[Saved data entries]
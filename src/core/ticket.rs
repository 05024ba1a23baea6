//! Ticket Construction
//!
//! Turns the aggregated race-level judgment (favorite status, value horse,
//! race shape) into a named ticket template, a confidence score, and the
//! exacta/trifecta position sets a bettor would actually punch in.
//!
//! Everything here is a pure function of its arguments. Repeated calls with
//! identical inputs produce identical tickets.

use serde::{Deserialize, Serialize};

use super::kelly::{calculate_kelly, KellyOutput};
use super::market::{normalize_field, MarketHorse};
use super::overlay::{
    detect_value_plays, get_value_plays_summary, score_to_win_probability, HorseMarketView,
    ValuePlay, ValuePlaysSummary,
};
use super::signals::{
    assess_favorite_status, identify_value_horse, DetectorSignals, FavoriteStatus, RaceType,
    SignalStrength, ValueHorse,
};
use super::sizing::{default_config_for_bankroll, size_bet, SizedBet, SizingConfig};

/// Default overlay threshold (percent) for highlighting value plays
pub const DEFAULT_MIN_OVERLAY_PCT: f64 = 10.0;

/// Named ticket structure selected per race
#[derive(Debug, Clone, Copy, PartialEq, Eq, Serialize, Deserialize)]
pub enum TicketTemplate {
    /// Solid favorite keyed with the value horse
    A,
    /// Vulnerable favorite: value horse on top
    B,
    /// Wide-open race: box the algorithm's top four
    C,
    /// No playable edge
    #[serde(rename = "PASS")]
    Pass,
}

/// Banded classification of wagering evidence strength
#[derive(Debug, Clone, Copy, PartialEq, Eq, Serialize, Deserialize)]
#[serde(rename_all = "SCREAMING_SNAKE_CASE")]
pub enum ConfidenceTier {
    Minimal,
    Low,
    Medium,
    High,
}

impl ConfidenceTier {
    /// Band cutoffs: MINIMAL < 40, LOW 40-59, MEDIUM 60-79, HIGH >= 80
    pub fn from_score(score: u8) -> Self {
        if score >= 80 {
            ConfidenceTier::High
        } else if score >= 60 {
            ConfidenceTier::Medium
        } else if score >= 40 {
            ConfidenceTier::Low
        } else {
            ConfidenceTier::Minimal
        }
    }
}

#[derive(Debug, Clone, Copy, PartialEq, Eq, Serialize, Deserialize)]
#[serde(rename_all = "SCREAMING_SNAKE_CASE")]
pub enum VerdictAction {
    Bet,
    Pass,
}

/// Final race-level call
#[derive(Debug, Clone, Serialize, Deserialize)]
pub struct RaceVerdict {
    pub action: VerdictAction,
    pub summary: String,
}

/// Exacta position sets with the number of distinct combinations they cover
#[derive(Debug, Clone, Serialize, Deserialize)]
pub struct ExactaTicket {
    pub first: Vec<u8>,
    pub second: Vec<u8>,
    pub combinations: usize,
}

/// Trifecta position sets with the number of distinct combinations they cover
#[derive(Debug, Clone, Serialize, Deserialize)]
pub struct TrifectaTicket {
    pub first: Vec<u8>,
    pub second: Vec<u8>,
    pub third: Vec<u8>,
    pub combinations: usize,
}

/// The complete per-race recommendation record
#[derive(Debug, Clone, Serialize, Deserialize)]
pub struct TicketConstruction {
    pub template: TicketTemplate,
    pub favorite_status: FavoriteStatus,
    pub race_type: RaceType,
    pub confidence_score: u8,
    pub confidence_tier: ConfidenceTier,
    pub value_horse: ValueHorse,
    pub verdict: RaceVerdict,
    /// Plain algorithm rank order, populated even on a pass
    pub algorithm_top4: Vec<u8>,
    pub exacta: ExactaTicket,
    pub trifecta: TrifectaTicket,
}

/// Kelly staking attached to the identified value horse
#[derive(Debug, Clone, Serialize, Deserialize)]
pub struct ValueHorseStake {
    pub program_number: u8,
    pub kelly: KellyOutput,
    pub bet: SizedBet,
}

/// Everything the caller gets back for one race
#[derive(Debug, Clone, Serialize, Deserialize)]
pub struct RaceRecommendation {
    pub field_size: usize,
    pub market: Vec<MarketHorse>,
    pub overlays: Vec<ValuePlay>,
    pub overlay_summary: ValuePlaysSummary,
    pub ticket: TicketConstruction,
    #[serde(skip_serializing_if = "Option::is_none")]
    pub staking: Option<ValueHorseStake>,
}

/// Select the ticket template for a race
///
/// A wide-open shape boxes regardless of the favorite. Otherwise a solid
/// favorite without a value horse is a pass, a solid favorite with one is
/// template A, and a vulnerable favorite is template B whether or not a
/// value horse emerged.
pub fn select_template(
    race_type: RaceType,
    favorite_status: FavoriteStatus,
    value_horse: &ValueHorse,
) -> TicketTemplate {
    if race_type == RaceType::WideOpen {
        return TicketTemplate::C;
    }
    match favorite_status {
        FavoriteStatus::Solid => {
            if value_horse.identified {
                TicketTemplate::A
            } else {
                TicketTemplate::Pass
            }
        }
        FavoriteStatus::Vulnerable => TicketTemplate::B,
    }
}

/// Confidence score from the value-horse evidence
///
/// Pure integer function: a strength bucket fixes the tier band, and bot
/// convergence nudges the score inside it. No randomness, no clock.
pub fn calculate_confidence_score(value_horse: &ValueHorse) -> u8 {
    let (base, band_max) = match value_horse.signal_strength {
        SignalStrength::None => (25u8, 39u8),
        SignalStrength::Weak => (42, 59),
        SignalStrength::Moderate => (62, 79),
        SignalStrength::Strong => (80, 89),
        SignalStrength::VeryStrong => (88, 99),
    };
    let bonus = (value_horse.bot_convergence_count as u8).saturating_mul(3);
    base.saturating_add(bonus).min(band_max)
}

/// Count distinct exacta combinations covered by two position sets
pub fn count_exacta_combinations(first: &[u8], second: &[u8]) -> usize {
    first
        .iter()
        .flat_map(|&a| second.iter().filter(move |&&b| b != a))
        .count()
}

/// Count distinct trifecta combinations covered by three position sets
pub fn count_trifecta_combinations(first: &[u8], second: &[u8], third: &[u8]) -> usize {
    let mut count = 0;
    for &a in first {
        for &b in second {
            if b == a {
                continue;
            }
            for &c in third {
                if c != a && c != b {
                    count += 1;
                }
            }
        }
    }
    count
}

/// Assemble the full ticket record for a race
///
/// `ranking` is the algorithm's rank order of active runners, best first.
/// For template PASS the position sets are empty (zero combinations) while
/// `algorithm_top4` is still populated.
pub fn build_ticket_construction(
    ranking: &[u8],
    race_type: RaceType,
    favorite_status: FavoriteStatus,
    value_horse: ValueHorse,
) -> TicketConstruction {
    let top4: Vec<u8> = ranking.iter().take(4).copied().collect();
    let template = select_template(race_type, favorite_status, &value_horse);
    let confidence_score = calculate_confidence_score(&value_horse);
    let confidence_tier = ConfidenceTier::from_score(confidence_score);

    let favorite = top4.first().copied();
    let (exacta, trifecta) = build_positions(template, &top4, favorite, &value_horse);
    let verdict = build_verdict(template, favorite, &value_horse);

    TicketConstruction {
        template,
        favorite_status,
        race_type,
        confidence_score,
        confidence_tier,
        value_horse,
        verdict,
        algorithm_top4: top4,
        exacta,
        trifecta,
    }
}

fn build_positions(
    template: TicketTemplate,
    top4: &[u8],
    favorite: Option<u8>,
    value_horse: &ValueHorse,
) -> (ExactaTicket, TrifectaTicket) {
    let empty = (
        ExactaTicket {
            first: Vec::new(),
            second: Vec::new(),
            combinations: 0,
        },
        TrifectaTicket {
            first: Vec::new(),
            second: Vec::new(),
            third: Vec::new(),
            combinations: 0,
        },
    );

    let favorite = match favorite {
        Some(f) => f,
        None => return empty,
    };

    // Contender pool: the top four plus the value horse if it sits outside
    let mut contenders = top4.to_vec();
    if let Some(v) = value_horse.program_number {
        if !contenders.contains(&v) {
            contenders.push(v);
        }
    }

    let (ex_first, ex_second, tri_first, tri_second, tri_third) = match template {
        TicketTemplate::Pass => return empty,
        TicketTemplate::A => {
            // Favorite and value horse boxed on top, contenders underneath
            let v = match value_horse.program_number {
                Some(v) => v,
                None => return empty,
            };
            let top_pair = vec![favorite, v];
            let underneath: Vec<u8> = contenders.clone();
            (
                top_pair.clone(),
                top_pair.clone(),
                top_pair.clone(),
                top_pair,
                underneath,
            )
        }
        TicketTemplate::B => {
            // Value horse keyed on top over the rest of the contenders; if
            // no value horse emerged, key the algorithm's second choice
            let key = value_horse
                .program_number
                .or_else(|| top4.get(1).copied())
                .unwrap_or(favorite);
            let others: Vec<u8> = contenders.iter().copied().filter(|&p| p != key).collect();
            (
                vec![key],
                others.clone(),
                vec![key],
                others.clone(),
                others,
            )
        }
        TicketTemplate::C => {
            // Full box of the algorithm top four
            let box_set = top4.to_vec();
            (
                box_set.clone(),
                box_set.clone(),
                box_set.clone(),
                box_set.clone(),
                box_set,
            )
        }
    };

    let exacta = ExactaTicket {
        combinations: count_exacta_combinations(&ex_first, &ex_second),
        first: ex_first,
        second: ex_second,
    };
    let trifecta = TrifectaTicket {
        combinations: count_trifecta_combinations(&tri_first, &tri_second, &tri_third),
        first: tri_first,
        second: tri_second,
        third: tri_third,
    };
    (exacta, trifecta)
}

fn build_verdict(
    template: TicketTemplate,
    favorite: Option<u8>,
    value_horse: &ValueHorse,
) -> RaceVerdict {
    let fav = favorite.unwrap_or(0);
    match template {
        TicketTemplate::Pass => RaceVerdict {
            action: VerdictAction::Pass,
            summary: match favorite {
                Some(fav) => format!(
                    "solid favorite #{} with no qualifying value horse; pass the race",
                    fav
                ),
                None => "no active runners; pass the race".to_string(),
            },
        },
        TicketTemplate::A => RaceVerdict {
            action: VerdictAction::Bet,
            summary: format!(
                "solid favorite #{} keyed with value horse #{}",
                fav,
                value_horse.program_number.unwrap_or(0)
            ),
        },
        TicketTemplate::B => RaceVerdict {
            action: VerdictAction::Bet,
            summary: format!(
                "vulnerable favorite #{}; value horse #{} keyed on top",
                fav,
                value_horse.program_number.unwrap_or(0)
            ),
        },
        TicketTemplate::C => RaceVerdict {
            action: VerdictAction::Bet,
            summary: "wide-open race; boxing the algorithm top four".to_string(),
        },
    }
}

/// One-call race recommendation
///
/// Normalizes the market, runs overlay detection, judges the favorite,
/// elects the value horse, builds the ticket, and (when a bankroll is
/// supplied) sizes a win bet on the value horse.
///
/// Scratched horses are excluded everywhere. Missing detector verdicts are
/// simply absent evidence; with none at all the result degrades to a
/// PASS/MINIMAL recommendation rather than an error.
pub fn recommend_race(
    horses: &[HorseMarketView],
    signals: &DetectorSignals,
    bankroll: Option<f64>,
    sizing: Option<&SizingConfig>,
    min_overlay_pct: f64,
) -> RaceRecommendation {
    let active: Vec<&HorseMarketView> = horses.iter().filter(|h| !h.scratched).collect();

    // Algorithm rank order: score descending, program number as tiebreak
    let mut ranked: Vec<&HorseMarketView> = active.clone();
    ranked.sort_by(|a, b| {
        b.score
            .partial_cmp(&a.score)
            .unwrap_or(std::cmp::Ordering::Equal)
            .then(a.program_number.cmp(&b.program_number))
    });
    let ranking: Vec<u8> = ranked.iter().map(|h| h.program_number).collect();

    let race_type = signals
        .field_spread
        .as_ref()
        .map(|f| f.race_type)
        .unwrap_or(RaceType::Orthodox);

    let favorite_status = match ranking.first() {
        Some(&favorite) => assess_favorite_status(signals, favorite),
        None => FavoriteStatus::Solid,
    };
    let value_horse = identify_value_horse(signals, &ranking, favorite_status);

    let market = normalize_field(&active.iter().map(|h| h.decimal_odds).collect::<Vec<_>>());
    let overlays = detect_value_plays(horses, min_overlay_pct);
    let overlay_summary = get_value_plays_summary(&overlays);

    let staking = match (bankroll, value_horse.program_number) {
        (Some(bankroll), Some(program)) if value_horse.identified => {
            active.iter().find(|h| h.program_number == program).map(|h| {
                let probability = score_to_win_probability(h.score) / 100.0;
                let kelly = calculate_kelly(probability, h.decimal_odds, bankroll);
                let config = sizing
                    .cloned()
                    .unwrap_or_else(|| default_config_for_bankroll(bankroll));
                let bet = size_bet(&kelly, bankroll, &config);
                ValueHorseStake {
                    program_number: program,
                    kelly,
                    bet,
                }
            })
        }
        _ => None,
    };

    let ticket = build_ticket_construction(&ranking, race_type, favorite_status, value_horse);

    RaceRecommendation {
        field_size: active.len(),
        market,
        overlays,
        overlay_summary,
        ticket,
        staking,
    }
}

TRY IT:
Wherever the word "MarketHorse" turns up in the records above, copy the line that holds it.

FINAL ANSWER:
use super::market::{normalize_field, MarketHorse};
    pub market: Vec<MarketHorse>,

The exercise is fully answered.